I think the point no one seems to ever mention though is that windows gets more attention by more people trying to brake it then any thing else. So more problems are found.

Also, with “common” solutions, closed or not, there is the problem that once a problem is found, a script writen to exploit it, then any monkey can use that. They don’t even have to know how the exploit works.

The more people useing some thing, the more likely some one is to try it on. I don’t think the problems are in the OS, or the main parts such as PHP, or MySQL. Its normaly in the PHP code (or simular) that somes writen, then some one else has used. If you don’t understand it at all, how can you be secure? The problem for me is that there are lots of unskilled people downloading “free” software then assuming its all good, no ones got any come back, and half the time its writen by some one in a back room. Not always bad, but some times it is. No design, no formal testing…. but its free, so who can complain?

Don’t get me wrong though, I use a lot of Open source stuff, PHP etc. But I don’t download other peoples code. I write my own. I like to think its more secure, but even if its not. At least it wont get taken by a script some one wrote to generaly exploit sites.

A lot of it is to do with perception, and well the LAMP stack for example has been examined by many thousands more people than the core of Microsofts OS could have ever been looked at.

Which would account for higher security, less flaws in the code in general and more transparency, which in turn passes less risk on to us.

But yeah, homebrew projects can be terrible for security, and not all open source is good…look at sendmails record!

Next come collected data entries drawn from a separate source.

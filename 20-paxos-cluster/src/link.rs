//! Outbound delivery: peer messages and client notifications.
//!
//! Every send opens a fresh TCP connection, writes one frame and closes it.
//! A refused or failed connect simply drops the message; the protocol relies
//! on quorums and periodic re-broadcast instead of sender retries.

use std::io::Write;
use std::net::{SocketAddr, TcpStream};
use std::thread;
use std::time::Duration;

use tracing::debug;

use crate::config::{ClusterLayout, NodeId, Value};
use crate::message::{ClientFrame, Message, WireError, encode_announcement};

/// Point-to-point delivery of one message to a peer, by identity.
pub trait PeerTransport: Send + Sync {
    /// Returns `false` if the message was dropped.
    fn send(&self, to: NodeId, message: &Message) -> bool;
}

/// TCP transport resolving peers through the cluster layout.
pub struct PeerLink {
    layout: ClusterLayout,
    connect_timeout: Duration,
}

impl PeerLink {
    pub fn new(layout: ClusterLayout, connect_timeout: Duration) -> Self {
        Self {
            layout,
            connect_timeout,
        }
    }
}

impl PeerTransport for PeerLink {
    fn send(&self, to: NodeId, message: &Message) -> bool {
        let addr = self.layout.peer_addr(to);
        let result = message
            .encode()
            .and_then(|bytes| try_send(addr, &bytes, self.connect_timeout));
        match result {
            Ok(()) => true,
            Err(err) => {
                debug!(peer = to, kind = ?message.kind, error = %err, "peer message dropped");
                false
            }
        }
    }
}

/// Opens a connection, writes `bytes`, closes the connection.
fn try_send(addr: SocketAddr, bytes: &[u8], connect_timeout: Duration) -> Result<(), WireError> {
    let mut stream = TcpStream::connect_timeout(&addr, connect_timeout)?;
    stream.write_all(bytes)?;
    Ok(())
}

/// Pushes leader announcements and acknowledgements to the external client.
///
/// The client may not be listening yet, so each push retries the connect a
/// bounded number of times before giving up.
pub struct ClientNotifier {
    announce_addr: SocketAddr,
    ack_addr: SocketAddr,
    attempts: u32,
    backoff: Duration,
    connect_timeout: Duration,
}

impl ClientNotifier {
    pub fn new(
        layout: &ClusterLayout,
        attempts: u32,
        backoff: Duration,
        connect_timeout: Duration,
    ) -> Self {
        Self {
            announce_addr: layout.client_announce_addr(),
            ack_addr: layout.client_ack_addr(),
            attempts,
            backoff,
            connect_timeout,
        }
    }

    pub fn announce_leader(&self, leader: NodeId) -> bool {
        match encode_announcement(leader) {
            Ok(bytes) => self.deliver(self.announce_addr, &bytes),
            Err(_) => false,
        }
    }

    pub fn acknowledge(&self, value: Value) -> bool {
        match ClientFrame::ack(value).encode() {
            Ok(bytes) => self.deliver(self.ack_addr, &bytes),
            Err(_) => false,
        }
    }

    fn deliver(&self, addr: SocketAddr, bytes: &[u8]) -> bool {
        for attempt in 1..=self.attempts.max(1) {
            match TcpStream::connect_timeout(&addr, self.connect_timeout) {
                Ok(mut stream) => {
                    return match stream.write_all(bytes) {
                        Ok(()) => true,
                        Err(err) => {
                            debug!(client = %addr, error = %err, "client write failed");
                            false
                        }
                    };
                }
                Err(err) => {
                    debug!(client = %addr, attempt, error = %err, "client not reachable yet");
                    if attempt < self.attempts {
                        thread::sleep(self.backoff);
                    }
                }
            }
        }
        false
    }
}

Bring on Exim

open source has the potential to have a lower risk of exploitability…

i think we can all agree that the more people looking at the code, the less chance of those people missing something that could be exploited in a malicious way… that’s no guarantee that they won’t, but it is a higher assurance level…

further, the more popular the open source app, the more people there will be (both good and bad) with motivation enough to examine the code… a really popular open source program, therefore, may receive much more examination than is reasonable or possible for it’s closed source alternatives (for example, it’s quite likely that linux’s code has been examined, at least in part, by far more people than have examined windows’ code)… and for this reason i think the idea suggested of using open source apps no one has heard of before for the sake of security is actually a bad security measure as it tries to get security out of obscurity and gives up the risk managing benefits that open source provides…

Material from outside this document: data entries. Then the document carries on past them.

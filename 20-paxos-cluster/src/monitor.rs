//! Passive event sink: appends every UDP datagram to a CSV log.

use std::future::Future;
use std::net::SocketAddr;
use std::path::{Path, PathBuf};

use anyhow::{Context, Result};
use tokio::fs::{File, OpenOptions};
use tokio::io::AsyncWriteExt;
use tokio::net::UdpSocket;
use tokio::select;
use tracing::{debug, info, warn};

use crate::telemetry::CSV_HEADER;

/// Largest datagram accepted; monitor lines are far shorter.
const MAX_DATAGRAM: usize = 512;

pub struct Monitor {
    socket: UdpSocket,
    log: File,
    log_path: PathBuf,
}

impl Monitor {
    /// Binds `listen` and starts a fresh log at `log_path` holding only the
    /// CSV header.
    pub async fn bind(listen: SocketAddr, log_path: impl AsRef<Path>) -> Result<Self> {
        let log_path = log_path.as_ref().to_path_buf();
        tokio::fs::write(&log_path, format!("{CSV_HEADER}\n"))
            .await
            .with_context(|| format!("failed to create {}", log_path.display()))?;
        let log = OpenOptions::new()
            .append(true)
            .open(&log_path)
            .await
            .with_context(|| format!("failed to open {}", log_path.display()))?;
        let socket = UdpSocket::bind(listen)
            .await
            .with_context(|| format!("failed to bind monitor socket {listen}"))?;
        Ok(Self {
            socket,
            log,
            log_path,
        })
    }

    pub fn local_addr(&self) -> std::io::Result<SocketAddr> {
        self.socket.local_addr()
    }

    pub async fn run_until<F>(self, shutdown: F) -> Result<()>
    where
        F: Future<Output = ()> + Send,
    {
        let Monitor {
            socket,
            mut log,
            log_path,
        } = self;
        tokio::pin!(shutdown);
        info!(log = %log_path.display(), "monitor recording events");

        let mut buf = [0u8; MAX_DATAGRAM];
        loop {
            select! {
                _ = &mut shutdown => break,
                received = socket.recv_from(&mut buf) => match received {
                    Ok((len, from)) => {
                        debug!(%from, len, "event received");
                        if let Err(err) = append(&mut log, &buf[..len]).await {
                            warn!(error = %err, "failed to append event");
                        }
                    }
                    Err(err) => warn!(error = %err, "monitor receive failed"),
                },
            }
        }
        info!("monitor shutting down");
        Ok(())
    }

    pub async fn run_until_ctrl_c(self) -> Result<()> {
        self.run_until(async {
            if let Err(err) = tokio::signal::ctrl_c().await {
                warn!(error = ?err, "failed to install ctrl-c handler");
            }
        })
        .await
    }
}

async fn append(log: &mut File, bytes: &[u8]) -> std::io::Result<()> {
    log.write_all(bytes).await?;
    log.flush().await
}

on the other hand, the larger the code base, the greater the chance of missing something because it’s more difficult to examine all of the code and model it’s security…

of course, the importance of keeping the software up to date is something that transcends the division between open and closed source… making the code secure is an on-going, never-ending process regardless of how open things are… users definitely need to be made aware of the need to keep all their software up to date…

But we can see that., in OPEN SOURCE the code is viewed by many ppl. and hence LESS THE CHANCES for an insecure code., I said only less the chance., it does not necessarily mean that it is secure., chances are that all the ppl. who looked the code might have overlooked something.

But in CLOSED SOURCE., code is seen by a few ppl., so relatively much more risky…,

Of course there are plenty home-brew projects that still have lousy code. (/me looks in his home-CVS repository.)

At some point, an open-source project will get enough focus, become popular and the source-code cleaned-up.

Independant study? Somehow I don’t see Microsoft lending out there source-code to an ‘independant’ researcher — rather see them making an independant researcher, well, depend…

Fact is, you do not know what goes on in a closed-box whereas you can know what happens in an open one.

Proprietary systems rely on the fact other people never look inside it, simply because it’s written crappy.

Open-source can be read by anyone. This automatically results in cleaner code — as some form of ’social control’ — because you know some other guy is going to complain if you don’t.

The question shouldn’t be whether open-source is more secure than closed — but rather which one can you (unconditionally) trust?

just take a look at microsoft windows. no source but still a lot of bugs and vulnerability discovered.